Sure I know. But still, it is no magic, quite simple actually, and definitivly nothing revolutionary. Handling parallell connections is a quite simple match technically. And maybe betazone's original question is just about a single flash unit, where usually 2 or more batteries are connected serially, which is the most common way. That was what I was assuming anyway. Just as a matter of private interest, I once opened one of my laptops battery pack, and there was a whole complex electronic circuit inside the battery pack. And yes, even in my laptops (ever since my first laptop from 1995) you can actually put in two packs. Which explains why I could even imagine Canon to have some magic battery there you can actually connect them serially and it may still be OK even with gross charge differences between packs. I think that is possible to handle also, if they for whatever reason would spend an effort on it. Just imagine, batteries that have no polarity markings. A revolution that enables 3-year olds to change batteries in toys.Artosoft said:You are welcome .

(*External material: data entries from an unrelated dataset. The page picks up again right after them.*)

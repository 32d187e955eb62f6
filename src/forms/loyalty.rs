use serde::Deserialize;
use thiserror::Error;
use validator::{Validate, ValidationErrors};

use crate::domain::loyalty::PointEvent;

/// Result type returned by the loyalty form helpers.
pub type LoyaltyFormResult<T> = Result<T, LoyaltyFormError>;

/// Errors that can occur while processing loyalty forms.
#[derive(Debug, Error)]
pub enum LoyaltyFormError {
    /// Validation failures from the `validator` crate.
    #[error("validation failed: {0}")]
    Validation(#[from] ValidationErrors),
    /// The requested delta would not change the balance.
    #[error("point adjustment cannot be zero")]
    ZeroDelta,
    /// Bonuses only ever add points.
    #[error("bonus points must be positive")]
    NegativeBonus,
}

/// Kinds of manual point events staff may record.
#[derive(Debug, Deserialize, Clone, Copy, PartialEq, Eq)]
#[serde(rename_all = "snake_case")]
pub enum ManualEventKind {
    /// Discretionary gift, always positive.
    Bonus,
    /// Correction, positive or negative.
    Adjustment,
}

impl From<ManualEventKind> for PointEvent {
    fn from(value: ManualEventKind) -> Self {
        match value {
            ManualEventKind::Bonus => Self::Bonus,
            ManualEventKind::Adjustment => Self::Adjustment,
        }
    }
}

/// Validated manual point change ready for settlement.
#[derive(Debug, Clone, Copy, PartialEq, Eq)]
pub struct PointAdjustment {
    /// Customer whose balance is adjusted.
    pub customer_id: i32,
    /// Signed point delta to apply.
    pub delta: i32,
    /// Event kind recorded in the point history.
    pub event: PointEvent,
}

/// Form payload emitted when staff grant or correct points manually.
#[derive(Debug, Deserialize, Validate)]
pub struct AdjustPointsForm {
    /// Customer whose balance is adjusted.
    #[validate(range(min = 1))]
    pub customer_id: i32,
    /// Signed point delta requested by staff.
    pub points: i32,
    /// Whether this is a bonus grant or a correction.
    pub kind: ManualEventKind,
}

impl AdjustPointsForm {
    /// Validates the payload into a point adjustment.
    pub fn into_adjustment(self) -> LoyaltyFormResult<PointAdjustment> {
        self.validate()?;

        if self.points == 0 {
            return Err(LoyaltyFormError::ZeroDelta);
        }

        if self.kind == ManualEventKind::Bonus && self.points < 0 {
            return Err(LoyaltyFormError::NegativeBonus);
        }

        Ok(PointAdjustment {
            customer_id: self.customer_id,
            delta: self.points,
            event: self.kind.into(),
        })
    }
}
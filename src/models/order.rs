use chrono::{NaiveDate, NaiveDateTime};
use diesel::prelude::*;

use crate::domain::order::{
    NewOrder as DomainNewOrder, NewOrderItem as DomainNewOrderItem, Order as DomainOrder,
    OrderItem as DomainOrderItem, OrderStatusEntry as DomainOrderStatusEntry,
    UpdateOrder as DomainUpdateOrder,
};

#[derive(Debug, Clone, Identifiable, Queryable, Selectable)]
#[diesel(table_name = crate::schema::orders)]
pub struct Order {
    pub id: i32,
    pub customer_id: i32,
    pub status: String,
    pub priority: String,
    pub description: Option<String>,
    pub order_date: NaiveDate,
    pub delivery_days: i32,
    pub subtotal: i64,
    pub discount: i64,
    pub total: i64,
    pub payment: i64,
    pub balance: i64,
    pub created_at: NaiveDateTime,
    pub updated_at: NaiveDateTime,
}

#[derive(Debug, Clone, Identifiable, Queryable, Selectable, Associations)]
#[diesel(table_name = crate::schema::order_items)]
#[diesel(belongs_to(Order, foreign_key = order_id))]
pub struct OrderItem {
    pub id: i32,
    pub order_id: i32,
    pub product_id: i32,
    pub quantity: i32,
    pub unit_price: i64,
    pub subtotal: i64,
}

#[derive(Insertable)]
#[diesel(table_name = crate::schema::orders)]
pub struct NewOrder<'a> {
    pub customer_id: i32,
    pub status: &'a str,
    pub priority: &'a str,
    pub description: Option<&'a str>,
    pub order_date: NaiveDate,
    pub delivery_days: i32,
    pub subtotal: i64,
    pub discount: i64,
    pub total: i64,
    pub payment: i64,
    pub balance: i64,
    pub updated_at: NaiveDateTime,
}

#[derive(Insertable)]
#[diesel(table_name = crate::schema::order_items)]
pub struct NewOrderItem {
    pub order_id: i32,
    pub product_id: i32,
    pub quantity: i32,
    pub unit_price: i64,
    pub subtotal: i64,
}

#[derive(AsChangeset)]
#[diesel(table_name = crate::schema::orders)]
#[diesel(treat_none_as_null = true)]
pub struct UpdateOrder<'a> {
    pub customer_id: i32,
    pub status: &'a str,
    pub priority: &'a str,
    pub description: Option<&'a str>,
    pub order_date: NaiveDate,
    pub delivery_days: i32,
    pub subtotal: i64,
    pub discount: i64,
    pub total: i64,
    pub payment: i64,
    pub balance: i64,
    pub updated_at: NaiveDateTime,
}

#[derive(Debug, Clone, Identifiable, Queryable, Selectable)]
#[diesel(table_name = crate::schema::order_status_history)]
pub struct OrderStatusEntry {
    pub id: i32,
    pub order_id: i32,
    pub status: String,
    pub changed_at: NaiveDateTime,
}

#[derive(Insertable)]
#[diesel(table_name = crate::schema::order_status_history)]
pub struct NewOrderStatusEntry<'a> {
    pub order_id: i32,
    pub status: &'a str,
}

impl Order {
    pub fn into_domain(self, items: Vec<OrderItem>) -> DomainOrder {
        DomainOrder {
            id: self.id,
            customer_id: self.customer_id,
            status: self.status.as_str().into(),
            priority: self.priority.as_str().into(),
            description: self.description,
            order_date: self.order_date,
            delivery_days: self.delivery_days,
            subtotal: self.subtotal,
            discount: self.discount,
            total: self.total,
            payment: self.payment,
            balance: self.balance,
            items: items.into_iter().map(DomainOrderItem::from).collect(),
            created_at: self.created_at,
            updated_at: self.updated_at,
        }
    }
}

impl From<OrderItem> for DomainOrderItem {
    fn from(value: OrderItem) -> Self {
        Self {
            product_id: value.product_id,
            quantity: value.quantity,
            unit_price: value.unit_price,
            subtotal: value.subtotal,
        }
    }
}

impl From<(Order, Vec<OrderItem>)> for DomainOrder {
    fn from(value: (Order, Vec<OrderItem>)) -> Self {
        value.0.into_domain(value.1)
    }
}

impl From<OrderStatusEntry> for DomainOrderStatusEntry {
    fn from(value: OrderStatusEntry) -> Self {
        Self {
            id: value.id,
            order_id: value.order_id,
            status: value.status.as_str().into(),
            changed_at: value.changed_at,
        }
    }
}

impl<'a> From<&'a DomainNewOrder> for NewOrder<'a> {
    fn from(value: &'a DomainNewOrder) -> Self {
        Self {
            customer_id: value.customer_id,
            status: value.status.into(),
            priority: value.priority.into(),
            description: value.description.as_deref(),
            order_date: value.order_date,
            delivery_days: value.delivery_days,
            subtotal: value.subtotal,
            discount: value.discount,
            total: value.total,
            payment: value.payment,
            balance: value.balance,
            updated_at: value.updated_at,
        }
    }
}

impl NewOrderItem {
    pub fn from_domain(order_id: i32, value: &DomainNewOrderItem) -> Self {
        Self {
            order_id,
            product_id: value.product_id,
            quantity: value.quantity,
            unit_price: value.unit_price,
            subtotal: value.subtotal(),
        }
    }
}

impl<'a> From<&'a DomainUpdateOrder> for UpdateOrder<'a> {
    fn from(value: &'a DomainUpdateOrder) -> Self {
        Self {
            customer_id: value.customer_id,
            status: value.status.into(),
            priority: value.priority.into(),
            description: value.description.as_deref(),
            order_date: value.order_date,
            delivery_days: value.delivery_days,
            subtotal: value.subtotal,
            discount: value.discount,
            total: value.total,
            payment: value.payment,
            balance: value.balance,
            updated_at: value.updated_at,
        }
    }
}
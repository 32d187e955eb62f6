use chrono::{Duration, NaiveDate, Utc};

use studio_orders::domain::customer::{Customer, NewCustomer};
use studio_orders::domain::loyalty::LoyaltySettings;
use studio_orders::domain::order::{NewOrder, NewOrderItem, OrderStatus};
use studio_orders::domain::product::{NewProduct, Product};
use studio_orders::domain::report::{ReportPeriod, ReportRange};
use studio_orders::repository::{
    CustomerWriter, DashboardReader, DieselRepository, OrderWriter, ProductWriter,
};
use studio_orders::services::dashboard::{self, DashboardQuery};

mod common;

struct Seeded {
    first: Customer,
    second: Customer,
    frame: Product,
    print: Product,
}

/// Seeds two customers, two products and five orders around `today`:
/// two completed, one delayed pending, one in-progress due tomorrow
/// and one canceled.
fn seed(repo: &DieselRepository, today: NaiveDate) -> Seeded {
    let settings = LoyaltySettings::default();

    let (first, _) = repo
        .create_customer(&NewCustomer::new("Sara", "Ahmadi", "09121111111"), &settings)
        .unwrap();
    let (second, _) = repo
        .create_customer(&NewCustomer::new("Maryam", "Karimi", "09122222222"), &settings)
        .unwrap();

    let frame = repo.create_product(&NewProduct::new("30x40", 40_000)).unwrap();
    let print = repo.create_product(&NewProduct::new("20x30", 30_000)).unwrap();

    repo.create_order(
        &NewOrder::new(
            first.id,
            today,
            vec![NewOrderItem::new(frame.id, 2, frame.price)],
            0,
            80_000,
        )
        .with_status(OrderStatus::Completed),
        &settings,
    )
    .unwrap();

    repo.create_order(
        &NewOrder::new(
            second.id,
            today,
            vec![NewOrderItem::new(print.id, 1, print.price)],
            0,
            30_000,
        )
        .with_status(OrderStatus::Completed),
        &settings,
    )
    .unwrap();

    // Pending, due seven days ago, 30_000 still owed.
    repo.create_order(
        &NewOrder::new(
            first.id,
            today - Duration::days(10),
            vec![NewOrderItem::new(frame.id, 1, frame.price)],
            0,
            10_000,
        )
        .with_delivery_days(3),
        &settings,
    )
    .unwrap();

    // In progress, due tomorrow, 30_000 still owed.
    repo.create_order(
        &NewOrder::new(
            second.id,
            today,
            vec![NewOrderItem::new(print.id, 1, print.price)],
            0,
            0,
        )
        .with_delivery_days(1)
        .with_status(OrderStatus::InProgress),
        &settings,
    )
    .unwrap();

    repo.create_order(
        &NewOrder::new(
            first.id,
            today,
            vec![NewOrderItem::new(print.id, 1, print.price)],
            0,
            0,
        )
        .with_status(OrderStatus::Canceled),
        &settings,
    )
    .unwrap();

    Seeded {
        first,
        second,
        frame,
        print,
    }
}

#[test]
fn overview_aggregates_the_seeded_orders() {
    let test_db = common::TestDb::new();
    let repo = DieselRepository::new(test_db.pool());

    let today = Utc::now().date_naive();
    seed(&repo, today);

    let range = ReportRange {
        start: today - Duration::days(30),
        end: today,
    };

    let overview = repo.overview(range, today).unwrap();
    assert_eq!(overview.pending_orders, 1);
    assert_eq!(overview.in_progress_orders, 1);
    assert_eq!(overview.completed_orders, 2);
    assert_eq!(overview.canceled_orders, 1);
    assert_eq!(overview.revenue, 110_000);
    assert_eq!(overview.average_order_value, 55_000);
    assert_eq!(overview.new_customers, 2);
    assert_eq!(overview.outstanding_balance, 60_000);
    assert_eq!(overview.delayed_orders, 1);
    assert_eq!(overview.due_soon_orders, 1);
}

#[test]
fn overview_ignores_orders_outside_the_window() {
    let test_db = common::TestDb::new();
    let repo = DieselRepository::new(test_db.pool());

    let today = Utc::now().date_naive();
    seed(&repo, today);

    // A window that predates every seeded order.
    let range = ReportRange {
        start: today - Duration::days(90),
        end: today - Duration::days(60),
    };

    let overview = repo.overview(range, today).unwrap();
    assert_eq!(overview.completed_orders, 0);
    assert_eq!(overview.revenue, 0);
    assert_eq!(overview.average_order_value, 0);
    assert_eq!(overview.new_customers, 0);

    // Open work is reported as it stands, whatever the window.
    assert_eq!(overview.outstanding_balance, 60_000);
    assert_eq!(overview.delayed_orders, 1);
    assert_eq!(overview.due_soon_orders, 1);

    assert!(repo.top_customers(range, 5).unwrap().is_empty());
    assert!(repo.top_products(range, 5).unwrap().is_empty());
}

#[test]
fn rankings_order_by_completed_spend() {
    let test_db = common::TestDb::new();
    let repo = DieselRepository::new(test_db.pool());

    let today = Utc::now().date_naive();
    let seeded = seed(&repo, today);

    let range = ReportRange {
        start: today - Duration::days(30),
        end: today,
    };

    let top_customers = repo.top_customers(range, 5).unwrap();
    assert_eq!(top_customers.len(), 2);
    assert_eq!(top_customers[0].customer_id, seeded.first.id);
    assert_eq!(top_customers[0].name, "Sara Ahmadi");
    assert_eq!(top_customers[0].orders, 1);
    assert_eq!(top_customers[0].total_spent, 80_000);
    assert_eq!(top_customers[1].customer_id, seeded.second.id);
    assert_eq!(top_customers[1].total_spent, 30_000);

    let top_products = repo.top_products(range, 5).unwrap();
    assert_eq!(top_products.len(), 2);
    assert_eq!(top_products[0].product_id, seeded.frame.id);
    assert_eq!(top_products[0].size, "30x40");
    assert_eq!(top_products[0].units_sold, 2);
    assert_eq!(top_products[0].revenue, 80_000);
    assert_eq!(top_products[1].product_id, seeded.print.id);
    assert_eq!(top_products[1].units_sold, 1);
    assert_eq!(top_products[1].revenue, 30_000);
}

#[test]
fn dashboard_service_applies_period_and_limit() {
    let test_db = common::TestDb::new();
    let repo = DieselRepository::new(test_db.pool());

    let today = Utc::now().date_naive();
    let seeded = seed(&repo, today);

    let data = dashboard::load_dashboard(
        &repo,
        DashboardQuery {
            period: ReportPeriod::Custom {
                start: today - Duration::days(30),
                end: today,
            },
            limit: Some(1),
        },
    )
    .expect("dashboard should load");

    assert_eq!(data.overview.revenue, 110_000);
    assert_eq!(data.top_customers.len(), 1);
    assert_eq!(data.top_customers[0].customer_id, seeded.first.id);
    assert_eq!(data.top_products.len(), 1);
    assert_eq!(data.top_products[0].product_id, seeded.frame.id);
}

But you know ha, can not just suka-suka put battery in parallel. Must have a regulator/controller circuit. A simple one is 2 diodes on positive of each battery.
Regards,
Arto.
BTW, I think just diodes is not a very good solution (simple and working though), it would give too high voltage drop over the diodes, which I am sure you know. But again, it depends on the voltage of each battery pack how that drop effects the overall performance.